**Prompt:** A line containing "entry before grading." appears in the material below. Return exactly every line from the first through that one, and only those.

**Data provided:**
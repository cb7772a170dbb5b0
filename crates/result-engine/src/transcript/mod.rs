//! Read-only semester history supplied by the host.

mod grading;

pub use grading::{GradingRule, GradingTable, ResultStatus};

use crate::error::EngineError;
use serde::{Deserialize, Serialize};
use std::collections::BTreeMap;

/// Marks for one subject as recorded by the examination branch.
#[derive(Debug, Clone, PartialEq, Serialize, Deserialize)]
pub struct SubjectMarks {
    pub name: String,
    pub code: String,
    pub internal: f64,
    pub external: f64,
    pub total: f64,
    pub credits: u8,
    pub grade: String,
}

/// Raw semester entry before grading.
#[derive(Debug, Clone, PartialEq, Serialize, Deserialize)]
pub struct SemesterRecord {
    pub sgpa: f64,
    pub credits: u16,
    #[serde(default)]
    pub subjects: Vec<SubjectMarks>,
}

#[derive(Debug, Clone, PartialEq, Serialize, Deserialize)]
pub struct SubjectResult {
    pub name: String,
    pub code: String,
    pub internal: f64,
    pub external: f64,
    pub total: f64,
    pub credits: u8,
    pub grade: String,
    pub status: ResultStatus,
}

impl SubjectResult {
    fn graded(marks: SubjectMarks, table: &GradingTable) -> Self {
        let status = table.status_for(&marks);
        let SubjectMarks {
            name,
            code,
            internal,
            external,
            total,
            credits,
            grade,
        } = marks;

        Self {
            name,
            code,
            internal,
            external,
            total,
            credits,
            grade,
            status,
        }
    }
}

#[derive(Debug, Clone, PartialEq, Serialize, Deserialize)]
pub struct SemesterTranscript {
    pub sgpa: f64,
    pub credits: u16,
    pub subjects: Vec<SubjectResult>,
}

impl SemesterTranscript {
    pub fn has_backlog(&self) -> bool {
        self.subjects
            .iter()
            .any(|subject| subject.status == ResultStatus::Fail)
    }

    pub fn backlogs(&self) -> impl Iterator<Item = &SubjectResult> {
        self.subjects
            .iter()
            .filter(|subject| subject.status == ResultStatus::Fail)
    }
}

/// Lookup of historical semester results. Implementations never mutate their data.
pub trait TranscriptStore: Send + Sync {
    fn semester(&self, index: u8) -> Result<SemesterTranscript, EngineError>;
    /// Known semester indices in ascending order.
    fn semesters(&self) -> Vec<u8>;
}

#[derive(Debug, Clone, Default)]
pub struct InMemoryTranscriptStore {
    semesters: BTreeMap<u8, SemesterTranscript>,
}

impl InMemoryTranscriptStore {
    /// Grades every subject against `table`; any status carried by the source is ignored.
    pub fn new(records: BTreeMap<u8, SemesterRecord>, table: &GradingTable) -> Self {
        let semesters = records
            .into_iter()
            .map(|(index, record)| {
                let subjects = record
                    .subjects
                    .into_iter()
                    .map(|marks| SubjectResult::graded(marks, table))
                    .collect();
                (
                    index,
                    SemesterTranscript {
                        sgpa: record.sgpa,
                        credits: record.credits,
                        subjects,
                    },
                )
            })
            .collect();

        Self { semesters }
    }
}

impl TranscriptStore for InMemoryTranscriptStore {
    fn semester(&self, index: u8) -> Result<SemesterTranscript, EngineError> {
        self.semesters
            .get(&index)
            .cloned()
            .ok_or(EngineError::MissingSemester(index))
    }

    fn semesters(&self) -> Vec<u8> {
        self.semesters.keys().copied().collect()
    }
}

#[cfg(test)]
mod tests {
    use super::*;

    fn marks(code: &str, internal: f64, external: f64) -> SubjectMarks {
        SubjectMarks {
            name: format!("Subject {code}"),
            code: code.to_string(),
            internal,
            external,
            total: internal + external,
            credits: 4,
            grade: "B".to_string(),
        }
    }

    fn store() -> InMemoryTranscriptStore {
        let mut records = BTreeMap::new();
        records.insert(
            3,
            SemesterRecord {
                sgpa: 6.8,
                credits: 24,
                subjects: vec![marks("MAT301", 12.0, 15.0), marks("CS302", 32.0, 40.0)],
            },
        );
        records.insert(
            1,
            SemesterRecord {
                sgpa: 7.2,
                credits: 20,
                subjects: vec![marks("MAT101", 35.0, 45.0)],
            },
        );
        InMemoryTranscriptStore::new(records, &GradingTable::default())
    }

    #[test]
    fn status_is_derived_from_grading_table() {
        let semester = store().semester(3).expect("semester present");
        assert_eq!(semester.subjects[0].status, ResultStatus::Fail);
        assert_eq!(semester.subjects[1].status, ResultStatus::Pass);
        assert!(semester.has_backlog());
        assert_eq!(
            semester.backlogs().map(|s| s.code.as_str()).collect::<Vec<_>>(),
            vec!["MAT301"]
        );
    }

    #[test]
    fn external_floor_fails_even_with_passing_total() {
        let table = GradingTable::default();
        assert_eq!(table.status_for(&marks("X", 38.0, 20.0)), ResultStatus::Fail);
        assert_eq!(table.status_for(&marks("X", 19.0, 21.0)), ResultStatus::Pass);
    }

    #[test]
    fn internal_rule_is_honoured_when_configured() {
        let table = GradingTable {
            rules: vec![GradingRule::MinInternal(16.0)],
        };
        assert_eq!(table.status_for(&marks("X", 15.0, 60.0)), ResultStatus::Fail);
        assert_eq!(table.status_for(&marks("X", 16.0, 0.0)), ResultStatus::Pass);
    }

    #[test]
    fn unknown_semester_is_reported() {
        assert_eq!(store().semester(7), Err(EngineError::MissingSemester(7)));
    }

    #[test]
    fn semesters_are_listed_in_ascending_order() {
        assert_eq!(store().semesters(), vec![1, 3]);
    }

    #[test]
    fn grading_table_reads_compact_json() {
        let table: GradingTable =
            serde_json::from_str(r#"[{"min_total": 40}, {"min_external": 24}]"#).expect("table");
        assert_eq!(
            table.rules,
            vec![GradingRule::MinTotal(40.0), GradingRule::MinExternal(24.0)]
        );
        assert_eq!(ResultStatus::Fail.label(), "FAIL");
    }
}
use crate::config::ConfigError;
use crate::ingest::IngestError;
use crate::subjects::StoreError;
use crate::telemetry::TelemetryError;
use axum::http::StatusCode;
use axum::response::{IntoResponse, Response};
use axum::Json;
use serde_json::json;
use std::fmt;

/// Business outcomes the engine reports instead of producing a number.
#[derive(Debug, Clone, PartialEq, thiserror::Error)]
pub enum EngineError {
    #[error("invalid {field}: {reason}")]
    InvalidInput { field: &'static str, reason: String },
    #[error("no rows to aggregate")]
    EmptyDataSet,
    #[error("all {program_length} semesters are complete ({completed} recorded)")]
    NoRemainingSemesters { completed: usize, program_length: u8 },
    #[error("required score {required} exceeds the maximum of {maximum}")]
    Unattainable { required: f64, maximum: f64 },
    #[error("no data for semester {0}")]
    MissingSemester(u8),
}

impl EngineError {
    pub(crate) fn invalid(field: &'static str, reason: impl Into<String>) -> Self {
        Self::InvalidInput {
            field,
            reason: reason.into(),
        }
    }
}

#[derive(Debug)]
pub enum AppError {
    Config(ConfigError),
    Telemetry(TelemetryError),
    Io(std::io::Error),
    Server(axum::Error),
    Ingest(IngestError),
    Engine(EngineError),
    Store(StoreError),
}

impl fmt::Display for AppError {
    fn fmt(&self, f: &mut fmt::Formatter<'_>) -> fmt::Result {
        match self {
            AppError::Config(err) => write!(f, "configuration error: {}", err),
            AppError::Telemetry(err) => write!(f, "telemetry error: {}", err),
            AppError::Io(err) => write!(f, "io error: {}", err),
            AppError::Server(err) => write!(f, "server error: {}", err),
            AppError::Ingest(err) => write!(f, "ingestion error: {}", err),
            AppError::Engine(err) => write!(f, "{}", err),
            AppError::Store(err) => write!(f, "subject store error: {}", err),
        }
    }
}

impl std::error::Error for AppError {
    fn source(&self) -> Option<&(dyn std::error::Error + 'static)> {
        match self {
            AppError::Config(err) => Some(err),
            AppError::Telemetry(err) => Some(err),
            AppError::Io(err) => Some(err),
            AppError::Server(err) => Some(err),
            AppError::Ingest(err) => Some(err),
            AppError::Engine(err) => Some(err),
            AppError::Store(err) => Some(err),
        }
    }
}

impl AppError {
    pub fn status_code(&self) -> StatusCode {
        match self {
            AppError::Engine(EngineError::MissingSemester(_)) => StatusCode::NOT_FOUND,
            AppError::Engine(_) | AppError::Ingest(IngestError::Engine(_)) => {
                StatusCode::UNPROCESSABLE_ENTITY
            }
            AppError::Ingest(_) => StatusCode::BAD_REQUEST,
            AppError::Config(_)
            | AppError::Telemetry(_)
            | AppError::Io(_)
            | AppError::Server(_)
            | AppError::Store(_) => StatusCode::INTERNAL_SERVER_ERROR,
        }
    }
}

impl IntoResponse for AppError {
    fn into_response(self) -> Response {
        let status = self.status_code();
        let body = Json(json!({ "error": self.to_string() }));
        (status, body).into_response()
    }
}

impl From<ConfigError> for AppError {
    fn from(value: ConfigError) -> Self {
        Self::Config(value)
    }
}

impl From<TelemetryError> for AppError {
    fn from(value: TelemetryError) -> Self {
        Self::Telemetry(value)
    }
}

impl From<std::io::Error> for AppError {
    fn from(value: std::io::Error) -> Self {
        Self::Io(value)
    }
}

impl From<axum::Error> for AppError {
    fn from(value: axum::Error) -> Self {
        Self::Server(value)
    }
}

impl From<IngestError> for AppError {
    fn from(value: IngestError) -> Self {
        Self::Ingest(value)
    }
}

impl From<EngineError> for AppError {
    fn from(value: EngineError) -> Self {
        Self::Engine(value)
    }
}

impl From<StoreError> for AppError {
    fn from(value: StoreError) -> Self {
        Self::Store(value)
    }
}

#[cfg(test)]
mod tests {
    use super::*;

    #[test]
    fn business_errors_map_to_client_statuses() {
        assert_eq!(
            AppError::from(EngineError::MissingSemester(9)).status_code(),
            StatusCode::NOT_FOUND
        );
        assert_eq!(
            AppError::from(EngineError::Unattainable {
                required: 65.0,
                maximum: 60.0
            })
            .status_code(),
            StatusCode::UNPROCESSABLE_ENTITY
        );
        assert_eq!(
            AppError::from(IngestError::MissingHeader).status_code(),
            StatusCode::BAD_REQUEST
        );
        assert_eq!(
            AppError::from(StoreError::Unavailable("poisoned".to_string())).status_code(),
            StatusCode::INTERNAL_SERVER_ERROR
        );
    }

    #[test]
    fn engine_errors_render_without_prefix() {
        let err = AppError::from(EngineError::NoRemainingSemesters {
            completed: 8,
            program_length: 8,
        });
        assert_eq!(
            err.to_string(),
            "all 8 semesters are complete (8 recorded)"
        );
    }
}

**Completed exercise:**
repository cb7772a170dbb5b0
filename crates/result-engine/src/transcript/mod.rs
//! Read-only semester history supplied by the host.

mod grading;

pub use grading::{GradingRule, GradingTable, ResultStatus};

use crate::error::EngineError;
use serde::{Deserialize, Serialize};
use std::collections::BTreeMap;

/// Marks for one subject as recorded by the examination branch.
#[derive(Debug, Clone, PartialEq, Serialize, Deserialize)]
pub struct SubjectMarks {
    pub name: String,
    pub code: String,
    pub internal: f64,
    pub external: f64,
    pub total: f64,
    pub credits: u8,
    pub grade: String,
}

/// Raw semester entry before grading.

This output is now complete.